Andy J Pizza Sophie Miller

Written by Katie Hintz-Zambrano

Photography by Lily Glass

The husband-and-wife team behind the brilliant, brand-new book Invisible Things invites us into their vibrant Ohio studio.

Tell us about Invisible Things! How long has this concept been brewing, and when did you know it would eventually become a book?

ANDY: "A long time! The first Invisible Thing I ever came up with was the Whisper back in 2012. I wrote a poem about it called 'What the Whisper Was' and thought it would possibly work as a picture book. I instantly thought, 'Ooh it would be good to have a world of characters personifying even more abstract things!' and when I shared the poem with Sophie, she instantly thought the exact same thing and immediately came up with the second character, Echo."

"Many of the character designs, however, date back further than this. Many come from a daily character drawing project I did in 2011 called 'NOD' and some even earlier. In 2014, I released a dream journal with Chronicle Books called Strange Dreams and the Dream character was featured throughout."

"I pitched picture book ideas featuring the Whisper and then versions of a story focusing on the Dream character with no real luck, and by 2018 I was feeling frustrated. I was sitting on an idea I loved so much! I decided to publish the idea online with a single post on Twitter and Instagram. I was thinking maybe this would get it out of my system and then I could move on, but the post was very well received and finally created some real opportunities to bring it into the real world!"
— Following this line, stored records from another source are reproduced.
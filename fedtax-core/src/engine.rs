//! The orchestrator: a fixed-order, pure composition of the stage
//! calculators.
//!
//! Pipeline order: income aggregation → FICA (the half-SE deduction must
//! exist before AGI) → AGI → deduction selection → bracket + preferential
//! + NIIT computation → credits → summary. No stage reads or writes anything
//! outside its arguments, so identical input always yields identical output
//! and any number of calculations may run concurrently.
//!
//! # Example
//!
//! ```
//! use rust_decimal_macros::dec;
//! use fedtax_core::engine::TaxEngine;
//! use fedtax_core::models::{FilingStatus, TaxReturnInput, W2};
//! use fedtax_core::rates::year2024;
//!
//! let engine = TaxEngine::new(year2024::rate_table()).unwrap();
//!
//! let mut input = TaxReturnInput::new(FilingStatus::Single);
//! input.w2s.push(W2 {
//!     wages: dec!(50000),
//!     federal_withholding: dec!(6000),
//! });
//!
//! let result = engine.calculate(&input).unwrap();
//! assert_eq!(result.summary.taxable_income, dec!(35400.00));
//! assert_eq!(result.summary.total_income_tax_before_credits, dec!(4016.00));
//! ```

use serde::{Deserialize, Serialize};
use thiserror::Error;
use tracing::warn;

use crate::calculations::agi::{AgiResult, calculate_agi};
use crate::calculations::credits::{CreditsApplier, CreditsResult};
use crate::calculations::deduction::{DeductionResult, DeductionSelector};
use crate::calculations::fica::{FicaCalculator, FicaResult};
use crate::calculations::income::{IncomeResult, aggregate_income};
use crate::calculations::summary::{SummaryComposer, TaxSummary};
use crate::calculations::tax_computation::{
    TaxComputation, TaxComputationError, TaxComputationResult,
};
use crate::db::repository::CalculationRepository;
use crate::models::{NewCalculationRecord, TaxReturnInput};
use crate::rates::{RateTable, RateTableError};
use crate::validate::{InputError, validate_return};

/// Complete result bundle: every intermediate stage output plus the final
/// summary, self-describing and directly serializable.
#[derive(Debug, Clone, PartialEq, Eq, Serialize, Deserialize)]
pub struct FullTaxCalculationResult {
    pub income: IncomeResult,
    pub fica: FicaResult,
    pub agi: AgiResult,
    pub deductions: DeductionResult,
    pub tax_computation: TaxComputationResult,
    pub credits: CreditsResult,
    pub summary: TaxSummary,
}

/// Errors from a full calculation. [`EngineError::Input`] is a caller error;
/// a computation error indicates a defect and is not expected with the table
/// validated by [`TaxEngine::new`].
#[derive(Debug, Error, PartialEq, Eq)]
pub enum EngineError {
    #[error(transparent)]
    Input(#[from] InputError),

    #[error(transparent)]
    Computation(#[from] TaxComputationError),
}

/// The engine: an injected rate table plus the fixed stage order.
#[derive(Debug, Clone)]
pub struct TaxEngine {
    rates: RateTable,
}

impl TaxEngine {
    /// Validates the rate table once; the calculators assume it afterwards.
    pub fn new(rates: RateTable) -> Result<Self, RateTableError> {
        rates.validate()?;
        Ok(Self { rates })
    }

    /// Read-only reference-data surface: the injected rate table.
    pub fn rates(&self) -> &RateTable {
        &self.rates
    }

    /// Runs the full pipeline for one validated return.
    pub fn calculate(
        &self,
        input: &TaxReturnInput,
    ) -> Result<FullTaxCalculationResult, EngineError> {
        validate_return(input)?;

        let status = input.filing_status;

        let income = aggregate_income(input);

        let fica = FicaCalculator::new(&self.rates.fica).calculate(
            status,
            income.wages,
            income.self_employment_income,
        );

        let agi = calculate_agi(&income, &input.above_the_line, fica.se_tax_deduction)?;

        let deductions =
            DeductionSelector::new(&self.rates.standard_deduction).select(input, &income, &agi);

        let tax_computation =
            TaxComputation::new(&self.rates).calculate(status, &income, &agi, &deductions)?;

        let credits = CreditsApplier::new(&self.rates.child_tax_credit).apply(
            status,
            input.credits.qualifying_children,
            agi.agi,
            tax_computation.total_income_tax,
        );

        let summary = SummaryComposer::new(&self.rates)
            .compose(
                input,
                &income,
                &agi,
                &deductions,
                &tax_computation,
                &credits,
                &fica,
            )
            .map_err(TaxComputationError::from)?;

        Ok(FullTaxCalculationResult {
            income,
            fica,
            agi,
            deductions,
            tax_computation,
            credits,
            summary,
        })
    }

    /// Calculates, then hands the result to the storage collaborator.
    ///
    /// Persistence is best-effort: a storage (or serialization) failure is
    /// logged and the calculation is still returned.
    pub async fn calculate_and_record(
        &self,
        repository: &dyn CalculationRepository,
        input: &TaxReturnInput,
    ) -> Result<FullTaxCalculationResult, EngineError> {
        let result = self.calculate(input)?;

        match NewCalculationRecord::from_calculation(input, &result) {
            Ok(record) => {
                if let Err(err) = repository.save_calculation(record).await {
                    warn!(error = %err, "failed to persist calculation history");
                }
            }
            Err(err) => {
                warn!(error = %err, "failed to serialize calculation for history");
            }
        }

        Ok(result)
    }
}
"I had forgotten about this, but a friend pointed out that in the comment thread of that original tweet, I had mentioned that it was a dream of mine to make Invisible Things into a picture book! And 5 years later here we are!"

What excites you about getting this book out in the world?

ANDY: "What’s most exciting is that this book feels like getting the right start on a new journey. It was a challenge to do a book introducing readers to a whole world they have never heard of, while also making it feel like a satisfying narrative arc in its own right. Sophie and I took this challenge really, really seriously and it took us years to figure out how to approach it."

"I think what’s more satisfying and exciting is that this book holds to our emotional vision for this world, without any compromise. For example, when I first started doodling these characters, one of the most important aspects from the start was to try to cultivate moments of sadness, melancholy, and reflection within kid’s media. My absolute favorite and most meaningful story experiences did this in a way I don’t see much in kid’s media these days. Charlie Brown had space for depression. Fraggle Rock made space for death and longing. The Little Prince spoke to these things, nonsense, and poetry, and so much more."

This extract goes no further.